Defendants Sentenced In Tax Refund Conspiracy Case
DALLAS — Today, Shaunthina Daniel Rushing was sentenced by U.S. District Judge Jorge A. Solis to 56 months in federal prison, following her guilty plea in March 2013 to one count of conspiracy to file false claims. Her co-conspirator, Tommy Dean Turner, was sentenced in June 2013 to 36 months in federal prison; he pleaded guilty in February 2013 to the same offense. In addition, Judge Solis ordered that Rushing and Turner pay, jointly and severally, $365,626 in restitution. The announcement was made by U.S. Attorney Sarah R. Saldaña of the Northern District of Texas.
According to factual resumes filed in the cases, Rushing and Turner conspired together and with others to file approximately 50 fraudulent tax returns that resulted in more than $400,000 in false claims. The returns included Forms 5405, representing that the taxpayers were entitled to claim a First-Time Homebuyer Tax Credit (FTHTC) under the provisions of the Housing and Economic Recovery Act of 2008.

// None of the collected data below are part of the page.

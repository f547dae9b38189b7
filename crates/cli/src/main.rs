//! Bazaar CLI - catalog checks and offline cart tools.
//!
//! # Usage
//!
//! ```bash
//! # List the catalog, optionally by category
//! bazaar catalog list --type currency
//!
//! # Check a catalog before publishing it
//! bazaar catalog check --source https://cdn.example.com/products.json
//!
//! # Work with a cart stored in a local JSON file
//! bazaar cart add acc-steam-01
//! bazaar cart update acc-steam-01 3
//! bazaar cart show
//!
//! # Dry-run checkout validation
//! bazaar checkout validate -n "Ali Rezaei" -e a@b.com -a "1234567890 Tehran" -c 1234567890123456
//! ```
//!
//! # Commands
//!
//! - `catalog list` / `catalog check` - Inspect a catalog file or URL
//! - `cart show|add|update|remove|clear` - Drive a file-backed cart
//! - `checkout validate` - Run the checkout rules without placing an order

#![cfg_attr(not(test), forbid(unsafe_code))]

use std::path::PathBuf;

use clap::{Parser, Subcommand};

mod commands;
mod storage;

/// Default catalog, relative to the workspace root.
const DEFAULT_CATALOG: &str = "crates/storefront/data/products.json";

/// Default cart file.
const DEFAULT_CART_FILE: &str = ".bazaar-cart.json";

#[derive(Parser)]
#[command(name = "bazaar")]
#[command(author, version, about = "Bazaar CLI tools")]
struct Cli {
    #[command(subcommand)]
    command: Commands,
}

#[derive(Subcommand)]
enum Commands {
    /// Inspect a product catalog
    Catalog {
        #[command(subcommand)]
        action: CatalogAction,
    },
    /// Manage a cart stored in a local file
    Cart {
        /// Cart file
        #[arg(short, long, default_value = DEFAULT_CART_FILE, global = true)]
        file: PathBuf,

        #[command(subcommand)]
        action: CartAction,
    },
    /// Checkout tools
    Checkout {
        #[command(subcommand)]
        action: CheckoutAction,
    },
}

#[derive(Subcommand)]
enum CatalogAction {
    /// List products
    List {
        /// Catalog file path or http(s) URL
        #[arg(short, long, default_value = DEFAULT_CATALOG)]
        source: String,

        /// Category to show (`all` for every product)
        #[arg(short = 't', long = "type", default_value = "all")]
        product_type: String,
    },
    /// Validate a catalog: parse it and look for duplicate ids
    Check {
        /// Catalog file path or http(s) URL
        #[arg(short, long, default_value = DEFAULT_CATALOG)]
        source: String,
    },
}

#[derive(Subcommand)]
enum CartAction {
    /// Show the cart with line totals
    Show,
    /// Add one unit of a catalog product
    Add {
        /// Product id
        id: String,

        /// Catalog file path or http(s) URL
        #[arg(short, long, default_value = DEFAULT_CATALOG)]
        source: String,
    },
    /// Set the quantity of an item (0 or less removes it)
    Update {
        /// Product id
        id: String,

        /// New quantity
        #[arg(allow_negative_numbers = true)]
        quantity: String,
    },
    /// Remove an item
    Remove {
        /// Product id
        id: String,
    },
    /// Remove every item
    Clear,
}

#[derive(Subcommand)]
enum CheckoutAction {
    /// Validate checkout details without placing an order
    Validate {
        /// Full name
        #[arg(short, long, default_value = "")]
        name: String,

        /// Email address
        #[arg(short, long, default_value = "")]
        email: String,

        /// Shipping address
        #[arg(short, long, default_value = "")]
        address: String,

        /// Card number (16 digits)
        #[arg(short, long, default_value = "")]
        card_number: String,
    },
}

#[tokio::main]
async fn main() {
    // Initialize tracing
    tracing_subscriber::fmt::init();

    let cli = Cli::parse();

    let result: Result<(), Box<dyn std::error::Error>> = run(cli).await;

    if let Err(e) = result {
        tracing::error!("Command failed: {e}");
        std::process::exit(1);
    }
}

async fn run(cli: Cli) -> Result<(), Box<dyn std::error::Error>> {
    match cli.command {
        Commands::Catalog { action } => match action {
            CatalogAction::List {
                source,
                product_type,
            } => commands::catalog::list(&source, &product_type).await?,
            CatalogAction::Check { source } => commands::catalog::check(&source).await?,
        },
        Commands::Cart { file, action } => match action {
            CartAction::Show => commands::cart::show(&file)?,
            CartAction::Add { id, source } => commands::cart::add(&file, &source, &id).await?,
            CartAction::Update { id, quantity } => {
                commands::cart::update(&file, &id, &quantity)?;
            }
            CartAction::Remove { id } => commands::cart::remove(&file, &id)?,
            CartAction::Clear => commands::cart::clear(&file)?,
        },
        Commands::Checkout { action } => match action {
            CheckoutAction::Validate {
                name,
                email,
                address,
                card_number,
            } => commands::checkout::validate(name, email, address, card_number)?,
        },
    }
    Ok(())
}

That refundable tax credit could be claimed if a person purchased a main home in the U.S. after April 8, 2008, and before December 1, 2009, and if the person (and spouse, if married) did not own any other main home during the previous three years of the date of purchase. Qualifying taxpayers who purchased a home between January 1, 2009, and December 1, 2009, could claim up to $8,000 as the FTHBC.
Rushing and Turner admitted, according to the factual resumes filed in the case, that they caused bank accounts to be opened to receive the fraudulent tax refund checks, obtained and disbursed the proceeds among themselves and others and maintained detailed records and logs that identified the fraudulent tax returns, the money received and the disbursement of proceeds.
Internal Revenue Service Criminal Investigation investigated. Assistant U.S. Attorney J. Nicholas Bunch and DOJ Trial Attorney Robert Kemins prosecuted.